Brief: In the data below, find every line with the word "AppError" and copy it.

*** Material for this exercise ***

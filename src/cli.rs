/*
 * SPDX-License-Identifier: GPL-3.0-or-later
 * More licensing information can be found in the project LICENSE file
 * Author: Harshit Jain
 * Email: reach@harsh1998.dev
 */
use crate::config::{Config, FileConfig};
use crate::error::AppError;
use clap::Parser;
use std::path::PathBuf;

// Defines the command-line interface using clap. 🎉
// Every option is optional here so that a flag left out does not clobber the
// value coming from the config file.
#[derive(Parser, Debug, Default)]
#[command(
    author = "Harshit Jain",
    version,
    about = "A small static file server with optional directory listings.",
    long_about = "Serves files below a root directory over HTTP.\n Only GET is accepted; other methods get 405.\n With --autoindex a directory containing index.html serves that file.\n With --serve-directories a directory without index gets an HTML listing.\n The two modes are mutually exclusive.\n Options can also come from a JSON file passed with --config; flags win over the file.\n"
)]
pub struct Cli {
    /// Root directory to serve. 📂
    #[arg(short, long)]
    pub directory: Option<String>,

    /// Host address to listen on (e.g., "127.0.0.1" or "0.0.0.0"). 👂
    #[arg(short, long)]
    pub listen: Option<String>,

    /// Port number to listen on (1-65535). 🚪
    #[arg(short, long)]
    pub port: Option<u16>,

    /// URL prefix everything is served under, e.g. "static".
    #[arg(short, long)]
    pub base_url: Option<String>,

    /// Serve index.html when a directory containing one is requested.
    #[arg(short, long, default_value_t = false)]
    pub autoindex: bool,

    /// Render an HTML listing for directories.
    #[arg(short, long, default_value_t = false)]
    pub serve_directories: bool,

    /// Extra response header, "name: value". Repeatable.
    #[arg(short = 'H', long = "header", value_parser = parse_header)]
    pub headers: Vec<(String, String)>,

    /// Content-type override, "ext=type". Repeatable.
    #[arg(short, long = "mime", value_parser = parse_mime)]
    pub mime_types: Vec<(String, String)>,

    /// Mirror log lines into this file (appended).
    #[arg(long)]
    pub log_file: Option<String>,

    /// Enable verbose logging (log level: debug). 🐛
    #[arg(short, long, default_value_t = false, conflicts_with = "quiet")]
    pub verbose: bool,

    /// Only log errors.
    #[arg(short, long, default_value_t = false)]
    pub quiet: bool,

    /// Number of threads in the thread pool. 🧵
    #[arg(short, long)]
    pub threads: Option<usize>,

    /// Chunk size for streaming files (in bytes). 📦
    #[arg(short, long)]
    pub chunk_size: Option<usize>,

    /// JSON configuration file; command-line flags override its values.
    #[arg(long)]
    pub config: Option<PathBuf>,
}

fn parse_header(raw: &str) -> Result<(String, String), String> {
    let (name, value) = raw
        .split_once(':')
        .ok_or_else(|| format!("expected \"name: value\", got '{raw}'"))?;
    Ok((name.trim().to_string(), value.trim().to_string()))
}

fn parse_mime(raw: &str) -> Result<(String, String), String> {
    let (extension, content_type) = raw
        .split_once('=')
        .ok_or_else(|| format!("expected \"ext=type\", got '{raw}'"))?;
    Ok((extension.trim().to_string(), content_type.trim().to_string()))
}

impl Cli {
    /// Defaults, then the config file, then the flags given on the command
    /// line, validated into a `Config`.
    pub fn into_config(self) -> Result<Config, AppError> {
        let mut builder = Config::builder();

        if let Some(path) = &self.config {
            builder = builder.merge_file(FileConfig::load(path)?);
        }
        if let Some(directory) = self.directory {
            builder = builder.root(directory);
        }
        if let Some(listen) = self.listen {
            builder = builder.host(listen);
        }
        if let Some(port) = self.port {
            builder = builder.port(i64::from(port));
        }
        if let Some(base_url) = self.base_url {
            builder = builder.base_url(base_url);
        }
        if self.autoindex {
            builder = builder.autoindex(true);
        }
        if self.serve_directories {
            builder = builder.serve_directories(true);
        }
        for (name, value) in self.headers {
            builder = builder.header(name, value);
        }
        for (extension, content_type) in self.mime_types {
            builder = builder.mime_type(extension, content_type);
        }
        if let Some(log_file) = self.log_file {
            builder = builder.log_file(log_file);
        }
        if self.verbose {
            builder = builder.verbose(true).quiet(false);
        }
        if self.quiet {
            builder = builder.quiet(true).verbose(false);
        }
        if let Some(threads) = self.threads {
            builder = builder.threads(threads);
        }
        if let Some(chunk_size) = self.chunk_size {
            builder = builder.chunk_size(chunk_size);
        }

        builder.build()
    }
}
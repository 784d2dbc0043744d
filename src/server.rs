/*
 * SPDX-License-Identifier: GPL-3.0-or-later
 * More licensing information can be found in the project LICENSE file
 * Author: Harshit Jain
 * Email: reach@harsh1998.dev
 */
use crate::config::Config;
use crate::error::AppError;
use crate::http::handle_client;
use log::{debug, error, info, warn};
use std::fs;
use std::net::{SocketAddr, TcpListener};
use std::sync::atomic::{AtomicU64, Ordering};
use std::sync::{mpsc, Arc};
use std::time::Duration;
use threadpool::ThreadPool;

/// Source of request ids: unique and strictly increasing, starting at 1.
#[derive(Debug, Default)]
pub struct RequestCounter {
    last: AtomicU64,
}

impl RequestCounter {
    pub fn new() -> Self {
        Self::default()
    }

    pub fn next(&self) -> u64 {
        self.last.fetch_add(1, Ordering::SeqCst) + 1
    }
}

/// Binds the configured address and serves until `shutdown_rx` fires.
pub fn run_server(
    config: Config,
    shutdown_rx: Option<mpsc::Receiver<()>>,
    addr_tx: Option<mpsc::Sender<SocketAddr>>,
) -> Result<(), AppError> {
    let listener = TcpListener::bind((config.host(), config.port()))?;
    serve(listener, config, shutdown_rx, addr_tx)
}

/// Serves requests from an already bound listener.
pub fn serve(
    listener: TcpListener,
    config: Config,
    shutdown_rx: Option<mpsc::Receiver<()>>,
    addr_tx: Option<mpsc::Sender<SocketAddr>>,
) -> Result<(), AppError> {
    ensure_root(&config)?;
    let local_addr = listener.local_addr()?;
    listener.set_nonblocking(true)?;

    if let Some(tx) = addr_tx {
        if tx.send(local_addr).is_err() {
            warn!("Nobody is waiting for the server address");
        }
    }

    info!(
        "Serving '{}' on http://{}/{} (autoindex: {}, serve directories: {})",
        config.root(),
        local_addr,
        config.base_url(),
        config.autoindex(),
        config.serve_directories()
    );

    let pool = ThreadPool::new(config.threads());
    let config = Arc::new(config);
    let counter = RequestCounter::new();

    'server_loop: loop {
        if let Some(ref rx) = shutdown_rx {
            if rx.try_recv().is_ok() {
                info!("Shutdown signal received. Shutting down gracefully.");
                break 'server_loop;
            }
        }

        match listener.accept() {
            Ok((stream, peer)) => {
                // Accepted sockets inherit non-blocking mode on some platforms.
                if let Err(e) = stream.set_nonblocking(false) {
                    error!("Cannot switch connection from {peer} to blocking mode: {e}");
                    continue;
                }
                let config = Arc::clone(&config);
                let request_id = counter.next();
                let peer = peer.to_string();

                pool.execute(move || {
                    debug!("[ReqID: {request_id}][Peer: {peer}] Handling client connection");
                    if let Err(e) = handle_client(stream, &config, request_id, &peer) {
                        warn!("[ReqID: {request_id}][Peer: {peer}] Request aborted: {e}");
                    }
                });
            }
            Err(ref e) if e.kind() == std::io::ErrorKind::WouldBlock => {
                std::thread::sleep(Duration::from_millis(20));
                continue;
            }
            Err(e) => {
                error!("Error accepting connection: {e}");
            }
        }
    }

    pool.join();
    info!("Server shutting down gracefully.");
    Ok(())
}

fn ensure_root(config: &Config) -> Result<(), AppError> {
    match fs::metadata(config.root()) {
        Ok(metadata) if metadata.is_dir() => Ok(()),
        _ => Err(AppError::DirectoryNotFound(config.root().to_string())),
    }
}
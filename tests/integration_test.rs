use static_sv::config::{Config, ConfigBuilder};
use static_sv::server::serve;
use std::fs::{self, File};
use std::io::Write;
use std::net::{SocketAddr, TcpListener};
use std::sync::mpsc;
use std::thread::{self, JoinHandle};
use tempfile::{tempdir, TempDir};

struct TestServer {
    addr: SocketAddr,
    shutdown_tx: mpsc::Sender<()>,
    handle: Option<JoinHandle<()>>,
    _temp_dir: TempDir,
}

impl TestServer {
    fn new(configure: impl FnOnce(ConfigBuilder) -> ConfigBuilder) -> Self {
        let dir = tempdir().unwrap();
        let mut file = File::create(dir.path().join("test.txt")).unwrap();
        writeln!(file, "hello world").unwrap();
        fs::write(dir.path().join("style.css"), "body { color: red; }").unwrap();
        fs::create_dir(dir.path().join("site")).unwrap();
        fs::write(dir.path().join("site").join("index.html"), "<p>site</p>").unwrap();
        fs::create_dir(dir.path().join("subdir")).unwrap();
        fs::write(dir.path().join("subdir").join("nested.txt"), "nested").unwrap();

        // Port 0 lets the OS pick a free port; the config records the real one.
        let listener = TcpListener::bind("127.0.0.1:0").unwrap();
        let port = listener.local_addr().unwrap().port();
        let builder = Config::builder()
            .root(dir.path().to_string_lossy().into_owned())
            .port(i64::from(port))
            .threads(4);
        let config = configure(builder).build().unwrap();

        let (shutdown_tx, shutdown_rx) = mpsc::channel();
        let (addr_tx, addr_rx) = mpsc::channel();
        let handle = thread::spawn(move || {
            if let Err(e) = serve(listener, config, Some(shutdown_rx), Some(addr_tx)) {
                eprintln!("Server thread failed: {e}");
            }
        });
        let addr = addr_rx.recv().unwrap();

        TestServer {
            addr,
            shutdown_tx,
            handle: Some(handle),
            _temp_dir: dir,
        }
    }

    fn url(&self, path: &str) -> String {
        format!("http://{}{}", self.addr, path)
    }
}

impl Drop for TestServer {
    fn drop(&mut self) {
        if let Some(handle) = self.handle.take() {
            self.shutdown_tx.send(()).ok();
            handle.join().unwrap();
        }
    }
}

fn client() -> reqwest::blocking::Client {
    reqwest::blocking::Client::builder()
        .no_proxy()
        .build()
        .unwrap()
}

#[test]
fn test_server_requests() {
    let server = TestServer::new(|b| b.serve_directories(true));
    let client = client();

    // 1. Directory listing
    let res = client.get(server.url("/")).send().unwrap();
    assert_eq!(res.status(), 200);
    assert_eq!(res.headers()["content-type"], "text/html; charset=utf-8");
    let body = res.text().unwrap();
    assert!(body.contains("test.txt"));
    assert!(body.contains("subdir/"));

    // 2. File download
    let res = client.get(server.url("/test.txt")).send().unwrap();
    assert_eq!(res.status(), 200);
    assert_eq!(res.headers()["content-type"], "text/plain");
    assert_eq!(
        res.headers()["cache-control"],
        "public, max-age=604800, immutable"
    );
    assert_eq!(res.text().unwrap(), "hello world\n");

    // 3. Nested file
    let res = client.get(server.url("/subdir/nested.txt")).send().unwrap();
    assert_eq!(res.text().unwrap(), "nested");

    // 4. Missing file
    let res = client.get(server.url("/not_found.txt")).send().unwrap();
    assert_eq!(res.status(), 404);
    assert_eq!(res.headers()["content-type"], "text/plain");
    assert_eq!(
        res.text().unwrap(),
        "404 : File or directory not found: /not_found.txt"
    );
}

#[test]
fn test_method_not_allowed() {
    let server = TestServer::new(|b| b);
    let client = client();

    let res = client.post(server.url("/test.txt")).send().unwrap();
    assert_eq!(res.status(), 405);
    assert_eq!(res.text().unwrap(), "405 : Method POST not allowed");

    let res = client.delete(server.url("/missing")).send().unwrap();
    assert_eq!(res.status(), 405);
}

#[test]
fn test_directories_disabled() {
    let server = TestServer::new(|b| b);
    let res = client().get(server.url("/subdir/")).send().unwrap();
    assert_eq!(res.status(), 400);
    assert_eq!(
        res.text().unwrap(),
        "400 : Server not configured to serve directories"
    );
}

#[test]
fn test_autoindex() {
    let server = TestServer::new(|b| b.autoindex(true));
    let client = client();

    for path in ["/site", "/site/"] {
        let res = client.get(server.url(path)).send().unwrap();
        assert_eq!(res.status(), 200, "{path}");
        assert_eq!(res.headers()["content-type"], "text/html");
        assert_eq!(res.text().unwrap(), "<p>site</p>");
    }

    // no index.html and listings off
    let res = client.get(server.url("/subdir")).send().unwrap();
    assert_eq!(res.status(), 400);
}

#[test]
fn test_base_url_mount() {
    let server = TestServer::new(|b| b.base_url("/assets/").serve_directories(true));
    let client = client();

    let res = client.get(server.url("/assets/test.txt")).send().unwrap();
    assert_eq!(res.status(), 200);
    assert_eq!(res.text().unwrap(), "hello world\n");

    let res = client.get(server.url("/test.txt")).send().unwrap();
    assert_eq!(res.status(), 404);

    let res = client.get(server.url("/assetsx/test.txt")).send().unwrap();
    assert_eq!(res.status(), 404);

    let res = client.get(server.url("/assets/")).send().unwrap();
    assert_eq!(res.status(), 200);
    let body = res.text().unwrap();
    assert!(body.contains(r#"href="/assets/test.txt""#));
    assert!(body.contains(r#"href="/assets/subdir/""#));
}

#[test]
fn test_custom_headers_and_mime_overrides() {
    let server = TestServer::new(|b| {
        b.header("x-served-by", "static_sv")
            .mime_type("css", "text/x-special")
    });
    let res = client().get(server.url("/style.css")).send().unwrap();
    assert_eq!(res.status(), 200);
    assert_eq!(res.headers()["x-served-by"], "static_sv");
    assert_eq!(res.headers()["content-type"], "text/x-special");
    assert!(res.headers().contains_key("cache-control"));
}

#[test]
fn test_concurrent_requests() {
    let server = TestServer::new(|b| b);
    let url = server.url("/test.txt");

    let handles: Vec<_> = (0..16)
        .map(|_| {
            let url = url.clone();
            thread::spawn(move || {
                let res = client().get(&url).send().unwrap();
                (res.status().as_u16(), res.text().unwrap())
            })
        })
        .collect();

    for handle in handles {
        let (status, body) = handle.join().unwrap();
        assert_eq!(status, 200);
        assert_eq!(body, "hello world\n");
    }
}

*** End of Material for this exercise ***

Expected answer:
use crate::error::AppError;
    pub fn into_config(self) -> Result<Config, AppError> {
use crate::error::AppError;
) -> Result<(), AppError> {
) -> Result<(), AppError> {
fn ensure_root(config: &Config) -> Result<(), AppError> {
        _ => Err(AppError::DirectoryNotFound(config.root().to_string())),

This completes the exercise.